REQUIRED WORK: Filter these entries down to lines holding "HELP".

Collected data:
== Segment start ==

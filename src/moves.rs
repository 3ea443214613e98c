use crate::board::Board;
use crate::card::{CardId, Suit};
use crate::container::ContainerId;
use crate::error::EngineError;
use crate::snapshot::BoardSnapshot;
use serde::{Deserialize, Serialize};
use tracing::{debug, trace};

/// Interaction state: at most one card picked up, waiting for a target.
#[derive(Clone, Copy, Debug, Default, Hash, PartialEq, Eq, Serialize, Deserialize)]
pub enum Selection {
    #[default]
    Idle,
    Selected(CardId),
}

impl Selection {
    pub fn selected(self) -> Option<CardId> {
        match self {
            Selection::Idle => None,
            Selection::Selected(card) => Some(card),
        }
    }
}

/// What the presentation layer forwards to the board.
#[derive(Clone, Copy, Debug, PartialEq, Eq, Serialize, Deserialize)]
pub enum Gesture {
    CardClicked(CardId),
    ContainerClicked(ContainerId),
    CollapseClicked(Suit),
}

#[derive(Clone, Debug, Hash, PartialEq, Eq, Serialize, Deserialize)]
pub struct Move {
    pub card: CardId,
    pub from: ContainerId,
    pub to: ContainerId,
}

impl Move {
    pub fn pretty_string(&self, board: &Board) -> String {
        format!(
            "{} {}: {} -> {}",
            self.card,
            board.deck().card(self.card).pretty_string(),
            self.from,
            self.to
        )
    }
}

/// Result of one gesture, handed back to the presentation layer.
#[derive(Clone, Debug, PartialEq, Eq, Serialize, Deserialize)]
pub struct Update {
    /// The move applied by this gesture, if any.
    pub applied: Option<Move>,
    /// Suit whose dragons this gesture collapsed.
    pub collapsed: Option<Suit>,
    /// Set once, on the gesture that completed the game.
    pub won: bool,
    pub snapshot: BoardSnapshot,
}

impl Update {
    pub fn changed(&self) -> bool {
        self.applied.is_some() || self.collapsed.is_some()
    }
}

impl Board {
    pub fn handle(&mut self, gesture: Gesture) -> Result<Update, EngineError> {
        match gesture {
            Gesture::CardClicked(card) => self.card_clicked(card),
            Gesture::ContainerClicked(target) => self.container_clicked(target),
            Gesture::CollapseClicked(suit) => self.collapse_button_clicked(suit),
        }
    }

    pub fn card_clicked(&mut self, card: CardId) -> Result<Update, EngineError> {
        if self.deck.get(card).is_none() {
            trace!(%card, "unknown card clicked");
            self.selection = Selection::Idle;
            return Ok(self.finish(None, None));
        }
        let target = self.deck.container_of(card);
        let applied = match self.selection {
            Selection::Idle => {
                match target {
                    Some(ContainerId::Foundation(_)) | None => {}
                    Some(_) => {
                        debug!(%card, "selected");
                        self.selection = Selection::Selected(card);
                    }
                }
                None
            }
            Selection::Selected(selected) if selected == card => {
                self.selection = Selection::Idle;
                self.auto_drop(card)?
            }
            Selection::Selected(selected) => {
                self.selection = Selection::Idle;
                match target {
                    Some(target) => self.try_move(selected, target)?,
                    None => None,
                }
            }
        };
        Ok(self.finish(applied, None))
    }

    /// A click on the empty area of a container.
    pub fn container_clicked(&mut self, target: ContainerId) -> Result<Update, EngineError> {
        let applied = match self.selection {
            Selection::Idle => None,
            Selection::Selected(selected) => {
                self.selection = Selection::Idle;
                self.try_move(selected, target)?
            }
        };
        Ok(self.finish(applied, None))
    }

    pub fn collapse_button_clicked(&mut self, suit: Suit) -> Result<Update, EngineError> {
        self.selection = Selection::Idle;
        let collapsed = if self.is_collapse_enabled(suit) {
            self.collapse_dragons(suit)?;
            Some(suit)
        } else {
            trace!(?suit, "collapse button disabled");
            None
        };
        Ok(self.finish(None, collapsed))
    }

    /// Sends `card` to the first foundation, or else the flower cell, that takes it.
    pub fn auto_drop(&mut self, card: CardId) -> Result<Option<Move>, EngineError> {
        let target = ContainerId::foundations()
            .chain(std::iter::once(ContainerId::FlowerCell))
            .find(|&to| self.accepts(card, to));
        match target {
            Some(to) => self.transfer(card, to).map(Some),
            None => Ok(None),
        }
    }

    /// Would moving `card` (and whatever sits on it) onto `to` be legal right now.
    pub fn accepts(&self, card: CardId, to: ContainerId) -> bool {
        if self.deck.get(card).is_none() {
            return false;
        }
        let (Some(from), Some(target)) = (self.deck.container_of(card), self.container(to)) else {
            return false;
        };
        from != to && self.deck.is_legal_run(card) && target.can_accept(card, &self.deck)
    }

    /// Every container `card` could be moved onto, in board order.
    pub fn legal_targets(&self, card: CardId) -> Vec<ContainerId> {
        ContainerId::all()
            .filter(|&to| self.accepts(card, to))
            .collect()
    }

    /// Every legal move of a selectable card.
    pub fn valid_moves(&self) -> Vec<Move> {
        let mut moves = Vec::new();
        for card in self.deck.ids() {
            let Some(from) = self.deck.container_of(card) else {
                continue;
            };
            if let ContainerId::Foundation(_) = from {
                continue;
            }
            moves.extend(
                self.legal_targets(card)
                    .into_iter()
                    .map(|to| Move { card, from, to }),
            );
        }
        moves
    }

    fn try_move(&mut self, card: CardId, to: ContainerId) -> Result<Option<Move>, EngineError> {
        if !self.accepts(card, to) {
            trace!(%card, %to, "target rejected");
            return Ok(None);
        }
        self.transfer(card, to).map(Some)
    }

    /// Moves `card` and its run from wherever it sits onto `to`.
    fn transfer(&mut self, card: CardId, to: ContainerId) -> Result<Move, EngineError> {
        let from = self
            .deck
            .container_of(card)
            .ok_or(EngineError::Unplaced(card))?;
        let moved = self.containers[from.slot()].remove(card, &mut self.deck)?;
        self.containers[to.slot()].add(card, &mut self.deck);
        debug!(%card, %from, %to, carried = moved.len(), "moved");
        Ok(Move { card, from, to })
    }

    fn finish(&mut self, applied: Option<Move>, collapsed: Option<Suit>) -> Update {
        let won = if applied.is_some() || collapsed.is_some() {
            self.refresh()
        } else {
            false
        };
        Update {
            applied,
            collapsed,
            won,
            snapshot: self.snapshot(),
        }
    }
}

#[cfg(test)]
mod tests {
    use super::*;
    use crate::card::Card;

    #[test]
    fn foundation_cards_cannot_be_picked_up() {
        let mut board = Board::empty();
        let one = board.place(Card::new(1, Suit::Red), ContainerId::Foundation(0));
        let update = board.card_clicked(one).expect("click");
        assert_eq!(board.selection(), Selection::Idle);
        assert!(!update.changed());
    }

    #[test]
    fn click_card_then_card_moves() {
        let mut board = Board::empty();
        let six = board.place(Card::new(6, Suit::Black), ContainerId::WorkStack(0));
        let five = board.place(Card::new(5, Suit::Green), ContainerId::WorkStack(1));

        board.card_clicked(five).expect("select");
        assert_eq!(board.selection(), Selection::Selected(five));
        let update = board.card_clicked(six).expect("target");

        assert_eq!(
            update.applied,
            Some(Move {
                card: five,
                from: ContainerId::WorkStack(1),
                to: ContainerId::WorkStack(0)
            })
        );
        assert_eq!(board.selection(), Selection::Idle);
        assert_eq!(board.deck().next_of(six), Some(five));
        assert!(board.container(ContainerId::WorkStack(1)).is_some_and(|s| s.is_empty()));
    }

    #[test]
    fn invalid_target_cancels_silently() {
        let mut board = Board::empty();
        let six = board.place(Card::new(6, Suit::Black), ContainerId::WorkStack(0));
        let five = board.place(Card::new(5, Suit::Black), ContainerId::WorkStack(1));
        let before = board.snapshot();

        board.card_clicked(five).expect("select");
        let update = board.card_clicked(six).expect("target");
        assert_eq!(update.applied, None);
        assert_eq!(board.selection(), Selection::Idle);
        assert_eq!(update.snapshot, before);
    }

    #[test]
    fn container_click_fills_empty_cells() {
        let mut board = Board::empty();
        let two = board.place(Card::new(2, Suit::Red), ContainerId::WorkStack(0));

        // Nothing selected: a container click does nothing.
        assert!(!board.container_clicked(ContainerId::TempCell(2)).expect("click").changed());

        board.card_clicked(two).expect("select");
        let update = board.container_clicked(ContainerId::TempCell(2)).expect("click");
        assert_eq!(update.applied.map(|m| m.to), Some(ContainerId::TempCell(2)));
        assert_eq!(board.deck().container_of(two), Some(ContainerId::TempCell(2)));
    }

    #[test]
    fn reclick_drops_to_foundation_then_flower() {
        let mut board = Board::empty();
        let one = board.place(Card::new(1, Suit::Green), ContainerId::WorkStack(0));
        let flower = board.place(Card::FLOWER, ContainerId::WorkStack(1));
        let dragon = board.place(Card::dragon(Suit::Green), ContainerId::WorkStack(2));

        board.card_clicked(one).expect("select");
        let update = board.card_clicked(one).expect("drop");
        assert_eq!(update.applied.map(|m| m.to), Some(ContainerId::Foundation(0)));

        board.card_clicked(flower).expect("select");
        let update = board.card_clicked(flower).expect("drop");
        assert_eq!(update.applied.map(|m| m.to), Some(ContainerId::FlowerCell));

        board.card_clicked(dragon).expect("select");
        let update = board.card_clicked(dragon).expect("drop");
        assert_eq!(update.applied, None);
        assert_eq!(board.selection(), Selection::Idle);
        assert_eq!(board.deck().container_of(dragon), Some(ContainerId::WorkStack(2)));
    }

    #[test]
    fn runs_move_together_but_illegal_chains_do_not() {
        let mut board = Board::empty();
        let eight = board.place(Card::new(8, Suit::Green), ContainerId::WorkStack(0));
        let seven = board.place(Card::new(7, Suit::Red), ContainerId::WorkStack(1));
        let six = board.place(Card::new(6, Suit::Black), ContainerId::WorkStack(1));

        board.card_clicked(seven).expect("select");
        board.container_clicked(ContainerId::WorkStack(0)).expect("move");
        let stack = board.container(ContainerId::WorkStack(0)).expect("stack");
        assert_eq!(stack.cards(), &[eight, seven, six]);

        // A dealt pile may link cards that do not form a run.
        let nine = board.place(Card::new(9, Suit::Red), ContainerId::WorkStack(2));
        let dragon = board.place(Card::dragon(Suit::Red), ContainerId::WorkStack(2));
        assert!(board.legal_targets(nine).is_empty());
        board.card_clicked(nine).expect("select");
        let update = board.container_clicked(ContainerId::WorkStack(3)).expect("move");
        assert_eq!(update.applied, None);
        assert_eq!(board.deck().next_of(nine), Some(dragon));
    }

    #[test]
    fn stale_and_unknown_targets_are_no_ops() {
        let mut board = Board::empty();
        let card = board.place(Card::new(4, Suit::Red), ContainerId::WorkStack(0));
        board.card_clicked(card).expect("select");
        let update = board
            .container_clicked(ContainerId::WorkStack(200))
            .expect("click");
        assert_eq!(update.applied, None);
        assert_eq!(board.selection(), Selection::Idle);

        let update = board.card_clicked(CardId(250)).expect("click");
        assert!(!update.changed());
    }

    #[test]
    fn collapse_button_only_works_when_enabled() {
        let mut board = Board::empty();
        for stack in 0..4 {
            board.place(Card::dragon(Suit::Green), ContainerId::WorkStack(stack));
        }
        let update = board.collapse_button_clicked(Suit::Red).expect("click");
        assert_eq!(update.collapsed, None);

        let five = board.place(Card::new(5, Suit::Red), ContainerId::WorkStack(5));
        board.card_clicked(five).expect("select");
        let update = board.handle(Gesture::CollapseClicked(Suit::Green)).expect("click");
        assert_eq!(update.collapsed, Some(Suit::Green));
        assert_eq!(board.selection(), Selection::Idle);
        assert!(update.snapshot.containers.iter().any(|view| view.collapsed));
        assert_eq!(board.exposed_dragons(Suit::Green), 0);
    }

    #[test]
    fn valid_moves_skip_foundations() {
        let mut board = Board::empty();
        board.place(Card::new(1, Suit::Black), ContainerId::Foundation(0));
        let two = board.place(Card::new(2, Suit::Black), ContainerId::WorkStack(0));
        let moves = board.valid_moves();
        assert!(moves.iter().all(|m| m.card == two));
        assert!(moves.iter().any(|m| m.to == ContainerId::Foundation(0)));
        assert!(moves.iter().any(|m| m.to == ContainerId::TempCell(0)));
        assert!(moves.iter().any(|m| m.to == ContainerId::WorkStack(1)));
        assert!(!moves.iter().any(|m| m.to == ContainerId::FlowerCell));
    }
}
use derivative::Derivative;
use serde::{Deserialize, Serialize};
use std::path::PathBuf;

/// Per-game settings supplied by the presentation layer.
#[derive(Clone, Debug, PartialEq, Eq, Derivative, Serialize, Deserialize)]
#[derivative(Default)]
pub struct GameConfig {
    /// Seed for the shuffle. `None` draws a fresh one.
    pub seed: Option<u64>,
    /// Where the presentation layer keeps win count and best time.
    #[derivative(Default(value = "PathBuf::from(GameConfig::DEFAULT_STATS_PATH)"))]
    pub stats_path: PathBuf,
}

impl GameConfig {
    // ===== fixed board layout =====
    pub const TEMP_CELLS: usize = 3;
    pub const FOUNDATIONS: usize = 3;
    pub const WORK_STACKS: usize = 8;
    pub const DRAGONS_PER_SUIT: usize = 4;
    pub const DECK_SIZE: usize = 40;
    /// Temp cells, the flower cell, foundations and work stacks.
    pub const CONTAINERS: usize = Self::TEMP_CELLS + 1 + Self::FOUNDATIONS + Self::WORK_STACKS;

    pub const DEFAULT_STATS_PATH: &'static str = "save.json";

    pub fn with_seed(seed: u64) -> Self {
        Self {
            seed: Some(seed),
            ..Self::default()
        }
    }
}
use anyhow::{Context, Result};
use clap::Parser;
use shenzhen_solitaire::{Board, CardId, ContainerId, GameConfig, Gesture, Stats, Suit};
use std::io::{self, BufRead, Write};
use std::path::PathBuf;
use std::time::Instant;

/// Plays Shenzhen solitaire in the terminal.
#[derive(Parser)]
#[command(name = "shenzhen")]
#[command(version, long_about = None)]
struct Cli {
    /// Deal a specific game
    #[arg(short, long)]
    seed: Option<u64>,

    /// File holding win count and best time
    #[arg(long, value_name = "FILE", default_value = GameConfig::DEFAULT_STATS_PATH)]
    stats: PathBuf,
}

const HELP: &str = "c <card>  click card    t <t0|fl|f0|w0..>  click container\n\
                    d <b|g|r> collapse       m  valid moves   n  new game   q  quit";

enum Command {
    Gesture(Gesture),
    NewGame,
    Moves,
    Quit,
}

fn parse(line: &str) -> Option<Command> {
    let mut words = line.split_whitespace();
    let command = match (words.next()?, words.next()) {
        ("c", Some(id)) => Command::Gesture(Gesture::CardClicked(CardId(id.parse().ok()?))),
        ("t", Some(label)) => Command::Gesture(Gesture::ContainerClicked(ContainerId::parse(label)?)),
        ("d", Some(suit)) => {
            let suit = Suit::from_letter(suit.chars().next()?)?;
            Command::Gesture(Gesture::CollapseClicked(suit))
        }
        ("m", None) => Command::Moves,
        ("n", None) => Command::NewGame,
        ("q", None) => Command::Quit,
        _ => return None,
    };
    Some(command)
}

fn main() -> Result<()> {
    tracing_subscriber::fmt()
        .with_env_filter(
            tracing_subscriber::EnvFilter::from_default_env()
                .add_directive(tracing::Level::INFO.into()),
        )
        .with_writer(io::stderr)
        .init();

    let cli = Cli::parse();
    let config = GameConfig {
        seed: cli.seed,
        stats_path: cli.stats,
    };
    let mut stats = Stats::load(&config.stats_path)?;
    let mut board = Board::new(&config).context("failed to deal")?;
    let mut started = Instant::now();

    println!("{HELP}");
    println!("{board}");
    let stdin = io::stdin();
    for line in stdin.lock().lines() {
        let line = line?;
        match parse(&line) {
            Some(Command::Gesture(gesture)) => {
                let update = board.handle(gesture)?;
                if let Some(mv) = &update.applied {
                    println!("{}", mv.pretty_string(&board));
                }
                if update.won {
                    stats.record_win(started.elapsed());
                    stats.save(&config.stats_path)?;
                    println!(
                        "Solved! wins: {}  best: {}s",
                        stats.wins,
                        stats.best_time.unwrap_or_default()
                    );
                }
                println!("{}", update.snapshot);
            }
            Some(Command::Moves) => {
                for mv in board.valid_moves() {
                    println!("{}", mv.pretty_string(&board));
                }
            }
            Some(Command::NewGame) => {
                board.new_game()?;
                started = Instant::now();
                println!("{board}");
            }
            Some(Command::Quit) => break,
            None => println!("{HELP}"),
        }
        io::stdout().flush()?;
    }
    Ok(())
}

== Segment end ==

ANSWER:
const HELP: &str = "c <card>  click card    t <t0|fl|f0|w0..>  click container\n\
    println!("{HELP}");
            None => println!("{HELP}"),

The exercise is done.